PROBLEM DETAILS:
Across the listing below, count the lines that mention the string "hello". Reply with the figure only.

DATA IN THIS EXERCISE:
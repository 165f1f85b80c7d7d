use axum::{
    extract::{Path, Query, State},
    http::StatusCode,
    Json,
};
use chrono::Utc;

use super::{AdminCaller, AppState, Caller};
use crate::models::signals::{NewSignal, SignalFilter, SignalStatusUpdate, TradingSignal};
use crate::services::signals::SignalRequest;
use crate::services::{call, ServiceError};

const SERVICE: &str = "Signals";

pub async fn visible_signals(
    State(state): State<AppState>,
    Caller(user): Caller,
) -> Result<Json<Vec<TradingSignal>>, ServiceError> {
    let tier = user.effective_tier(Utc::now());

    let signals = call(&state.channels.signals, SERVICE, |response| {
        SignalRequest::ListVisibleSignals { tier, response }
    })
    .await?;

    Ok(Json(signals))
}

pub async fn list_signals(
    State(state): State<AppState>,
    _admin: AdminCaller,
    Query(filter): Query<SignalFilter>,
) -> Result<Json<Vec<TradingSignal>>, ServiceError> {
    let signals = call(&state.channels.signals, SERVICE, |response| {
        SignalRequest::ListSignals {
            status: filter.status,
            response,
        }
    })
    .await?;

    Ok(Json(signals))
}

pub async fn create_signal(
    State(state): State<AppState>,
    _admin: AdminCaller,
    Json(signal): Json<NewSignal>,
) -> Result<(StatusCode, Json<TradingSignal>), ServiceError> {
    let signal = call(&state.channels.signals, SERVICE, |response| {
        SignalRequest::CreateSignal { signal, response }
    })
    .await?;

    Ok((StatusCode::CREATED, Json(signal)))
}

pub async fn update_status(
    State(state): State<AppState>,
    _admin: AdminCaller,
    Path(id): Path<String>,
    Json(update): Json<SignalStatusUpdate>,
) -> Result<Json<TradingSignal>, ServiceError> {
    let signal = call(&state.channels.signals, SERVICE, |response| {
        SignalRequest::UpdateSignalStatus {
            id,
            status: update.status,
            response,
        }
    })
    .await?;

    Ok(Json(signal))
}

pub async fn delete_signal(
    State(state): State<AppState>,
    _admin: AdminCaller,
    Path(id): Path<String>,
) -> Result<StatusCode, ServiceError> {
    call(&state.channels.signals, SERVICE, |response| {
        SignalRequest::DeleteSignal { id, response }
    })
    .await?;

    Ok(StatusCode::NO_CONTENT)
}
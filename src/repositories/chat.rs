use chrono::Utc;
use sqlx::sqlite::{SqlitePool, SqliteRow};
use sqlx::{FromRow, Row};

use super::{new_id, parse_column};
use crate::models::chat::{ChatMessage, ConversationSummary, Sender};

impl<'r> FromRow<'r, SqliteRow> for ChatMessage {
    fn from_row(row: &'r SqliteRow) -> Result<Self, sqlx::Error> {
        Ok(ChatMessage {
            id: row.try_get("id")?,
            user_id: row.try_get("user_id")?,
            sender: parse_column(row, "sender")?,
            body: row.try_get("body")?,
            read: row.try_get("read")?,
            created_at: row.try_get("created_at")?,
        })
    }
}

impl<'r> FromRow<'r, SqliteRow> for ConversationSummary {
    fn from_row(row: &'r SqliteRow) -> Result<Self, sqlx::Error> {
        Ok(ConversationSummary {
            user_id: row.try_get("user_id")?,
            last_message_at: row.try_get("last_message_at")?,
            unread: row.try_get("unread")?,
        })
    }
}

#[derive(Clone)]
pub struct ChatRepository {
    conn: SqlitePool,
}

impl ChatRepository {
    pub fn new(conn: SqlitePool) -> Self {
        Self { conn }
    }

    pub async fn insert_message(
        &self,
        user_id: &str,
        sender: Sender,
        body: &str,
    ) -> Result<ChatMessage, anyhow::Error> {
        let message = sqlx::query_as::<_, ChatMessage>(
            r#"
                INSERT INTO chat_messages (id, user_id, sender, body, read, created_at)
                VALUES (?, ?, ?, ?, 0, ?)
                RETURNING *
            "#,
        )
        .bind(new_id())
        .bind(user_id)
        .bind(sender.as_str())
        .bind(body)
        .bind(Utc::now())
        .fetch_one(&self.conn)
        .await?;

        Ok(message)
    }

    /// Returns the conversation oldest first, after marking everything the
    /// other side sent as read by `reader`.
    pub async fn read_conversation(
        &self,
        user_id: &str,
        reader: Sender,
    ) -> Result<Vec<ChatMessage>, anyhow::Error> {
        let mut tx = self.conn.begin().await?;

        sqlx::query("UPDATE chat_messages SET read = 1 WHERE user_id = ? AND sender = ? AND read = 0")
            .bind(user_id)
            .bind(reader.other().as_str())
            .execute(&mut *tx)
            .await?;

        let messages = sqlx::query_as::<_, ChatMessage>(
            "SELECT * FROM chat_messages WHERE user_id = ? ORDER BY created_at ASC, rowid ASC",
        )
        .bind(user_id)
        .fetch_all(&mut *tx)
        .await?;

        tx.commit().await?;
        Ok(messages)
    }

    pub async fn list_conversations(&self) -> Result<Vec<ConversationSummary>, anyhow::Error> {
        let conversations = sqlx::query_as::<_, ConversationSummary>(
            r#"
                SELECT user_id,
                       MAX(created_at) AS last_message_at,
                       SUM(CASE WHEN sender = 'user' AND read = 0 THEN 1 ELSE 0 END) AS unread
                FROM chat_messages
                GROUP BY user_id
                ORDER BY last_message_at DESC
            "#,
        )
        .fetch_all(&self.conn)
        .await?;

        Ok(conversations)
    }

    pub async fn delete_conversation(&self, user_id: &str) -> Result<u64, anyhow::Error> {
        let result = sqlx::query("DELETE FROM chat_messages WHERE user_id = ?")
            .bind(user_id)
            .execute(&self.conn)
            .await?;

        Ok(result.rows_affected())
    }
}

#[cfg(test)]
mod tests {
    use super::*;
    use crate::database;
    use crate::models::users::NewUser;
    use crate::repositories::users::UserRepository;

    #[tokio::test]
    async fn reading_marks_only_the_other_side() {
        let pool = database::memory_pool().await;
        let user = UserRepository::new(pool.clone())
            .insert_user(&NewUser {
                id: None,
                email: "chat@example.com".to_string(),
                display_name: None,
            })
            .await
            .unwrap();
        let repository = ChatRepository::new(pool);

        repository.insert_message(&user.id, Sender::User, "hello").await.unwrap();
        repository.insert_message(&user.id, Sender::User, "anyone?").await.unwrap();

        let conversations = repository.list_conversations().await.unwrap();
        assert_eq!(conversations.len(), 1);
        assert_eq!(conversations[0].unread, 2);

        repository.insert_message(&user.id, Sender::Admin, "hi").await.unwrap();

        // The user reading does not clear the admin's unread count.
        let messages = repository.read_conversation(&user.id, Sender::User).await.unwrap();
        assert_eq!(messages.len(), 3);
        assert_eq!(messages[0].body, "hello");
        assert_eq!(repository.list_conversations().await.unwrap()[0].unread, 2);

        repository.read_conversation(&user.id, Sender::Admin).await.unwrap();
        assert_eq!(repository.list_conversations().await.unwrap()[0].unread, 0);

        assert_eq!(repository.delete_conversation(&user.id).await.unwrap(), 3);
        assert!(repository.list_conversations().await.unwrap().is_empty());
    }
}
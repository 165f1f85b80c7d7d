use chrono::Utc;
use rust_decimal::Decimal;
use sqlx::sqlite::{SqlitePool, SqliteRow};
use sqlx::{FromRow, Row, SqliteConnection};

use super::{decimal_column, new_id, parse_column};
use crate::models::currency::Currency;
use crate::models::ledger::{BalanceAdjustment, BalanceOperation, LedgerEntry};
use crate::models::users::Balances;

#[derive(Debug, thiserror::Error)]
pub enum LedgerError {
    #[error("User not found: {0}")]
    UnknownUser(String),
    #[error("Amount must not be negative: {0}")]
    InvalidAmount(Decimal),
    #[error("{currency} balance would overflow: current {current}, adding {amount}")]
    Overflow {
        currency: Currency,
        current: Decimal,
        amount: Decimal,
    },
    #[error("Insufficient {currency} balance: available {available}, requested {requested}")]
    InsufficientFunds {
        currency: Currency,
        available: Decimal,
        requested: Decimal,
    },
    #[error(transparent)]
    Database(#[from] sqlx::Error),
}

impl<'r> FromRow<'r, SqliteRow> for LedgerEntry {
    fn from_row(row: &'r SqliteRow) -> Result<Self, sqlx::Error> {
        Ok(LedgerEntry {
            id: row.try_get("id")?,
            user_id: row.try_get("user_id")?,
            currency: parse_column(row, "currency")?,
            operation: parse_column(row, "operation")?,
            amount: decimal_column(row, "amount")?,
            balance_before: decimal_column(row, "balance_before")?,
            balance_after: decimal_column(row, "balance_after")?,
            reason: row.try_get("reason")?,
            reference: row.try_get("reference")?,
            created_at: row.try_get("created_at")?,
        })
    }
}

/// Applies one balance mutation on `conn`, which is expected to be inside
/// a transaction owned by the caller. The stored value is read here, never
/// taken from the caller, and the result can never go below zero.
pub async fn apply(
    conn: &mut SqliteConnection,
    user_id: &str,
    adjustment: &BalanceAdjustment,
    reference: Option<&str>,
) -> Result<LedgerEntry, LedgerError> {
    if adjustment.amount.is_sign_negative() && !adjustment.amount.is_zero() {
        return Err(LedgerError::InvalidAmount(adjustment.amount));
    }

    let now = Utc::now();

    // Writing first takes the database write lock before anything is read.
    let touched = sqlx::query("UPDATE users SET updated_at = ? WHERE id = ?")
        .bind(now)
        .bind(user_id)
        .execute(&mut *conn)
        .await?;
    if touched.rows_affected() == 0 {
        return Err(LedgerError::UnknownUser(user_id.to_string()));
    }

    let currency = adjustment.currency;
    sqlx::query(
        "INSERT INTO user_balances (user_id, currency, amount) VALUES (?, ?, '0') ON CONFLICT DO NOTHING",
    )
    .bind(user_id)
    .bind(currency.code())
    .execute(&mut *conn)
    .await?;

    let current = balance(conn, user_id, currency).await?;

    let (amount, next) = match adjustment.operation {
        BalanceOperation::Add => {
            let next = current
                .checked_add(adjustment.amount)
                .ok_or(LedgerError::Overflow {
                    currency,
                    current,
                    amount: adjustment.amount,
                })?;
            (adjustment.amount, next)
        }
        BalanceOperation::Subtract => match current.checked_sub(adjustment.amount) {
            Some(next) if adjustment.amount <= current => (adjustment.amount, next),
            _ => {
                return Err(LedgerError::InsufficientFunds {
                    currency,
                    available: current,
                    requested: adjustment.amount,
                })
            }
        },
        BalanceOperation::Reset => (current, Decimal::ZERO),
    };

    sqlx::query("UPDATE user_balances SET amount = ? WHERE user_id = ? AND currency = ?")
        .bind(next.normalize().to_string())
        .bind(user_id)
        .bind(currency.code())
        .execute(&mut *conn)
        .await?;

    let entry = sqlx::query_as::<_, LedgerEntry>(
        r#"
            INSERT INTO ledger_entries
            (id, user_id, currency, operation, amount, balance_before, balance_after, reason, reference, created_at)
            VALUES (?, ?, ?, ?, ?, ?, ?, ?, ?, ?)
            RETURNING *
        "#,
    )
    .bind(new_id())
    .bind(user_id)
    .bind(currency.code())
    .bind(adjustment.operation.as_str())
    .bind(amount.normalize().to_string())
    .bind(current.normalize().to_string())
    .bind(next.normalize().to_string())
    .bind(adjustment.reason.as_deref())
    .bind(reference)
    .bind(now)
    .fetch_one(&mut *conn)
    .await?;

    Ok(entry)
}

pub async fn balance(
    conn: &mut SqliteConnection,
    user_id: &str,
    currency: Currency,
) -> Result<Decimal, sqlx::Error> {
    let amount: Option<String> =
        sqlx::query_scalar("SELECT amount FROM user_balances WHERE user_id = ? AND currency = ?")
            .bind(user_id)
            .bind(currency.code())
            .fetch_optional(conn)
            .await?;

    match amount {
        Some(amount) => amount.parse::<Decimal>().map_err(|e| sqlx::Error::ColumnDecode {
            index: "amount".to_string(),
            source: Box::new(e),
        }),
        None => Ok(Decimal::ZERO),
    }
}

pub async fn balances(conn: &mut SqliteConnection, user_id: &str) -> Result<Balances, sqlx::Error> {
    let rows = sqlx::query("SELECT currency, amount FROM user_balances WHERE user_id = ?")
        .bind(user_id)
        .fetch_all(conn)
        .await?;

    let mut balances = Balances::default();
    for row in rows {
        let currency: Currency = parse_column(&row, "currency")?;
        balances.0.insert(currency, decimal_column(&row, "amount")?);
    }

    Ok(balances)
}

#[derive(Clone)]
pub struct LedgerRepository {
    conn: SqlitePool,
}

impl LedgerRepository {
    pub fn new(conn: SqlitePool) -> Self {
        Self { conn }
    }

    pub async fn adjust(
        &self,
        user_id: &str,
        adjustment: &BalanceAdjustment,
    ) -> Result<LedgerEntry, LedgerError> {
        let mut tx = self.conn.begin().await?;
        let entry = apply(&mut tx, user_id, adjustment, None).await?;
        tx.commit().await?;

        Ok(entry)
    }

    pub async fn get_balances(&self, user_id: &str) -> Result<Balances, anyhow::Error> {
        let mut conn = self.conn.acquire().await?;
        Ok(balances(&mut conn, user_id).await?)
    }

    pub async fn get_balance(
        &self,
        user_id: &str,
        currency: Currency,
    ) -> Result<Decimal, anyhow::Error> {
        let mut conn = self.conn.acquire().await?;
        Ok(balance(&mut conn, user_id, currency).await?)
    }

    pub async fn list_entries(
        &self,
        user_id: &str,
        limit: i64,
    ) -> Result<Vec<LedgerEntry>, anyhow::Error> {
        let entries = sqlx::query_as::<_, LedgerEntry>(
            "SELECT * FROM ledger_entries WHERE user_id = ? ORDER BY created_at DESC, rowid DESC LIMIT ?",
        )
        .bind(user_id)
        .bind(limit)
        .fetch_all(&self.conn)
        .await?;

        Ok(entries)
    }
}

REPLY TO THE TASK:
2